**Task instructions**
Each entry needs to be reproduced verbatim.
========
mod display;
mod input;
mod settings;

use std::sync::mpsc::Receiver;

use anyhow::{Context, Result};
use clap::{Args, Parser, Subcommand, ValueEnum};
use rand::rngs::StdRng;
use rand::SeedableRng;
use tracing::{info, warn};
use tracing_subscriber::EnvFilter;

use notewise_domain::{note_name, AttemptOutcome, ClefMode, KeyboardRange};
use notewise_tutor::{
    cross_session_note_performance, weakest_notes, JsonFileStore, MidiManager, NoteStream,
    PracticeSession, SessionStore, SessionSummary,
};

use crate::settings::TrainerSettings;

#[derive(Parser, Debug)]
#[command(author, version, about = "Practice reading notes on the staff", long_about = None)]
struct Cli {
    #[command(subcommand)]
    command: Option<Command>,
}

#[derive(Subcommand, Debug)]
enum Command {
    /// Run a practice session (default)
    Drill(DrillArgs),
    /// Show per-note accuracy across all saved sessions, worst first
    Stats {
        /// Only show this many notes
        #[arg(short, long)]
        limit: Option<usize>,
    },
    /// List MIDI input devices
    Devices,
}

#[derive(Args, Debug, Default)]
struct DrillArgs {
    /// Number of notes in the session
    #[arg(short = 'n', long)]
    length: Option<usize>,
    /// Which clef targets are drawn on
    #[arg(short, long, value_enum)]
    clef: Option<ClefArg>,
    /// Lowest key on the keyboard (MIDI number)
    #[arg(long, requires = "highest")]
    lowest: Option<u8>,
    /// Highest key on the keyboard (MIDI number)
    #[arg(long, requires = "lowest")]
    highest: Option<u8>,
    /// MIDI input device name; the first device is used when omitted
    #[arg(short, long)]
    device: Option<String>,
    /// Type note names instead of playing a MIDI keyboard
    #[arg(short, long)]
    typed: bool,
    /// Seed for reproducible targets
    #[arg(long)]
    seed: Option<u64>,
    /// Remember length, clef, range and device for later runs
    #[arg(long)]
    save_settings: bool,
    /// Do not store the finished session
    #[arg(long)]
    no_save: bool,
}

#[derive(Clone, Copy, Debug, ValueEnum)]
enum ClefArg {
    Treble,
    Bass,
    Random,
}

impl From<ClefArg> for ClefMode {
    fn from(arg: ClefArg) -> Self {
        match arg {
            ClefArg::Treble => ClefMode::Treble,
            ClefArg::Bass => ClefMode::Bass,
            ClefArg::Random => ClefMode::Random,
        }
    }
}

fn main() -> Result<()> {
    tracing_subscriber::fmt()
        .with_env_filter(EnvFilter::from_default_env())
        .init();

    let cli = Cli::parse();
    match cli.command.unwrap_or(Command::Drill(DrillArgs::default())) {
        Command::Drill(args) => drill(args),
        Command::Stats { limit } => stats(limit),
        Command::Devices => {
            for device in MidiManager::list_inputs()? {
                println!("{}", device.name);
            }
            Ok(())
        }
    }
}

fn merge_settings(mut settings: TrainerSettings, args: &DrillArgs) -> Result<TrainerSettings> {
    if let Some(length) = args.length {
        settings.session_length = Some(length);
    }
    if let Some(clef) = args.clef {
        settings.clef_mode = Some(clef.into());
    }
    if let (Some(lowest), Some(highest)) = (args.lowest, args.highest) {
        settings.range = Some(KeyboardRange::new(lowest, highest)?);
    }
    if let Some(device) = &args.device {
        settings.midi_device = Some(device.clone());
    }
    Ok(settings)
}

fn drill(args: DrillArgs) -> Result<()> {
    let stored = TrainerSettings::load().unwrap_or_else(|err| {
        warn!(%err, "could not read settings, using defaults");
        TrainerSettings::default()
    });
    let settings = merge_settings(stored, &args)?;
    if args.save_settings {
        settings.save()?;
    }

    let config = settings.session_config();
    let mut rng = match args.seed {
        Some(seed) => StdRng::seed_from_u64(seed),
        None => StdRng::from_entropy(),
    };
    let mut session = PracticeSession::generate(&config, &mut rng)?;

    // The stream owns the MIDI connection; keep it alive for the whole drill.
    let midi_stream: NoteStream;
    let typed_notes: Receiver<u8>;
    let notes = if args.typed {
        println!("Type each note (C4, F#3 or a MIDI number), q to stop.");
        typed_notes = input::spawn_stdin_notes();
        &typed_notes
    } else {
        midi_stream = MidiManager::open_note_stream(settings.midi_device.as_deref())
            .context("open MIDI input (use --typed to enter notes by name)")?;
        &midi_stream.notes
    };

    run_session(&mut session, notes);

    let summary = SessionSummary::from_log(&session);
    println!("{}", display::render_summary(&summary));
    if !session.is_complete() {
        info!(id = session.id(), "session stopped early, not saved");
        return Ok(());
    }
    if args.no_save {
        return Ok(());
    }

    let mut store = JsonFileStore::default_location()?;
    store.save(&session.to_record())?;
    let history = store.load_all()?;
    println!("\nNotes to work on:");
    print!("{}", display::render_ranking(&weakest_notes(&history, 5)));
    Ok(())
}

/// Single consumer: every played note is applied to the session in arrival
/// order until the session completes or input ends.
fn run_session(session: &mut PracticeSession, notes: &Receiver<u8>) {
    while let Some(target) = session.current_target().copied() {
        println!(
            "\n[{}/{}]\n{}",
            session.current_index() + 1,
            session.len(),
            display::render_staff(&target)
        );
        loop {
            let Ok(played) = notes.recv() else {
                return;
            };
            let result = session.record_played_note(played);
            match result.outcome {
                Some(AttemptOutcome::Correct) => {
                    println!("{} correct", note_name(played));
                    break;
                }
                Some(AttemptOutcome::Incorrect) => {
                    println!("{} is not it, try again", note_name(played));
                }
                None => return,
            }
        }
    }
}

fn stats(limit: Option<usize>) -> Result<()> {
    let store = JsonFileStore::default_location()?;
    let history = store.load_all()?;
    info!(sessions = history.len(), dir = ?store.dir(), "loaded practice history");
    let ranking = match limit {
        Some(limit) => weakest_notes(&history, limit),
        None => cross_session_note_performance(&history),
    };
    print!("{}", display::render_ranking(&ranking));
    Ok(())
}
pub mod analytics;
pub mod error;
pub mod generator;
pub mod midi;
pub mod scoring;
pub mod session;
pub mod store;

pub use analytics::{cross_session_note_performance, weakest_notes, NotePerformance};
pub use error::TutorError;
pub use generator::{choose_clef, effective_range, random_note, NoteGenerator};
pub use midi::{decode_note_on, MidiDevice, MidiManager, NoteStream};
pub use scoring::{
    first_try_correct_count, multiple_attempts_count, unresolved_count, AttemptLog, NoteKey,
    SessionSummary,
};
pub use session::{PlayResult, PracticeSession, SessionConfig, SessionRecord};
pub use store::{JsonFileStore, MemoryStore, SessionStore};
========
**Solved problem**
mod display;
mod input;
mod settings;

use std::sync::mpsc::Receiver;

use anyhow::{Context, Result};
use clap::{Args, Parser, Subcommand, ValueEnum};
use rand::rngs::StdRng;
use rand::SeedableRng;
use tracing::{info, warn};
use tracing_subscriber::EnvFilter;

use notewise_domain::{note_name, AttemptOutcome, ClefMode, KeyboardRange};
use notewise_tutor::{
    cross_session_note_performance, weakest_notes, JsonFileStore, MidiManager, NoteStream,
    PracticeSession, SessionStore, SessionSummary,
};

use crate::settings::TrainerSettings;

#[derive(Parser, Debug)]
#[command(author, version, about = "Practice reading notes on the staff", long_about = None)]
struct Cli {
    #[command(subcommand)]
    command: Option<Command>,
}

#[derive(Subcommand, Debug)]
enum Command {
    /// Run a practice session (default)
    Drill(DrillArgs),
    /// Show per-note accuracy across all saved sessions, worst first
    Stats {
        /// Only show this many notes
        #[arg(short, long)]
        limit: Option<usize>,
    },
    /// List MIDI input devices
    Devices,
}

#[derive(Args, Debug, Default)]
struct DrillArgs {
    /// Number of notes in the session
    #[arg(short = 'n', long)]
    length: Option<usize>,
    /// Which clef targets are drawn on
    #[arg(short, long, value_enum)]
    clef: Option<ClefArg>,
    /// Lowest key on the keyboard (MIDI number)
    #[arg(long, requires = "highest")]
    lowest: Option<u8>,
    /// Highest key on the keyboard (MIDI number)
    #[arg(long, requires = "lowest")]
    highest: Option<u8>,
    /// MIDI input device name; the first device is used when omitted
    #[arg(short, long)]
    device: Option<String>,
    /// Type note names instead of playing a MIDI keyboard
    #[arg(short, long)]
    typed: bool,
    /// Seed for reproducible targets
    #[arg(long)]
    seed: Option<u64>,
    /// Remember length, clef, range and device for later runs
    #[arg(long)]
    save_settings: bool,
    /// Do not store the finished session
    #[arg(long)]
    no_save: bool,
}

#[derive(Clone, Copy, Debug, ValueEnum)]
enum ClefArg {
    Treble,
    Bass,
    Random,
}

impl From<ClefArg> for ClefMode {
    fn from(arg: ClefArg) -> Self {
        match arg {
            ClefArg::Treble => ClefMode::Treble,
            ClefArg::Bass => ClefMode::Bass,
            ClefArg::Random => ClefMode::Random,
        }
    }
}

fn main() -> Result<()> {
    tracing_subscriber::fmt()
        .with_env_filter(EnvFilter::from_default_env())
        .init();

    let cli = Cli::parse();
    match cli.command.unwrap_or(Command::Drill(DrillArgs::default())) {
        Command::Drill(args) => drill(args),
        Command::Stats { limit } => stats(limit),
        Command::Devices => {
            for device in MidiManager::list_inputs()? {
                println!("{}", device.name);
            }
            Ok(())
        }
    }
}

fn merge_settings(mut settings: TrainerSettings, args: &DrillArgs) -> Result<TrainerSettings> {
    if let Some(length) = args.length {
        settings.session_length = Some(length);
    }
    if let Some(clef) = args.clef {
        settings.clef_mode = Some(clef.into());
    }
    if let (Some(lowest), Some(highest)) = (args.lowest, args.highest) {
        settings.range = Some(KeyboardRange::new(lowest, highest)?);
    }
    if let Some(device) = &args.device {
        settings.midi_device = Some(device.clone());
    }
    Ok(settings)
}

fn drill(args: DrillArgs) -> Result<()> {
    let stored = TrainerSettings::load().unwrap_or_else(|err| {
        warn!(%err, "could not read settings, using defaults");
        TrainerSettings::default()
    });
    let settings = merge_settings(stored, &args)?;
    if args.save_settings {
        settings.save()?;
    }

    let config = settings.session_config();
    let mut rng = match args.seed {
        Some(seed) => StdRng::seed_from_u64(seed),
        None => StdRng::from_entropy(),
    };
    let mut session = PracticeSession::generate(&config, &mut rng)?;

    // The stream owns the MIDI connection; keep it alive for the whole drill.
    let midi_stream: NoteStream;
    let typed_notes: Receiver<u8>;
    let notes = if args.typed {
        println!("Type each note (C4, F#3 or a MIDI number), q to stop.");
        typed_notes = input::spawn_stdin_notes();
        &typed_notes
    } else {
        midi_stream = MidiManager::open_note_stream(settings.midi_device.as_deref())
            .context("open MIDI input (use --typed to enter notes by name)")?;
        &midi_stream.notes
    };

    run_session(&mut session, notes);

    let summary = SessionSummary::from_log(&session);
    println!("{}", display::render_summary(&summary));
    if !session.is_complete() {
        info!(id = session.id(), "session stopped early, not saved");
        return Ok(());
    }
    if args.no_save {
        return Ok(());
    }

    let mut store = JsonFileStore::default_location()?;
    store.save(&session.to_record())?;
    let history = store.load_all()?;
    println!("\nNotes to work on:");
    print!("{}", display::render_ranking(&weakest_notes(&history, 5)));
    Ok(())
}

/// Single consumer: every played note is applied to the session in arrival
/// order until the session completes or input ends.
fn run_session(session: &mut PracticeSession, notes: &Receiver<u8>) {
    while let Some(target) = session.current_target().copied() {
        println!(
            "\n[{}/{}]\n{}",
            session.current_index() + 1,
            session.len(),
            display::render_staff(&target)
        );
        loop {
            let Ok(played) = notes.recv() else {
                return;
            };
            let result = session.record_played_note(played);
            match result.outcome {
                Some(AttemptOutcome::Correct) => {
                    println!("{} correct", note_name(played));
                    break;
                }
                Some(AttemptOutcome::Incorrect) => {
                    println!("{} is not it, try again", note_name(played));
                }
                None => return,
            }
        }
    }
}

fn stats(limit: Option<usize>) -> Result<()> {
    let store = JsonFileStore::default_location()?;
    let history = store.load_all()?;
    info!(sessions = history.len(), dir = ?store.dir(), "loaded practice history");
    let ranking = match limit {
        Some(limit) => weakest_notes(&history, limit),
        None => cross_session_note_performance(&history),
    };
    print!("{}", display::render_ranking(&ranking));
    Ok(())
}
pub mod analytics;
pub mod error;
pub mod generator;
pub mod midi;
pub mod scoring;
pub mod session;
pub mod store;

pub use analytics::{cross_session_note_performance, weakest_notes, NotePerformance};
pub use error::TutorError;
pub use generator::{choose_clef, effective_range, random_note, NoteGenerator};
pub use midi::{decode_note_on, MidiDevice, MidiManager, NoteStream};
pub use scoring::{
    first_try_correct_count, multiple_attempts_count, unresolved_count, AttemptLog, NoteKey,
    SessionSummary,
};
pub use session::{PlayResult, PracticeSession, SessionConfig, SessionRecord};
pub use store::{JsonFileStore, MemoryStore, SessionStore};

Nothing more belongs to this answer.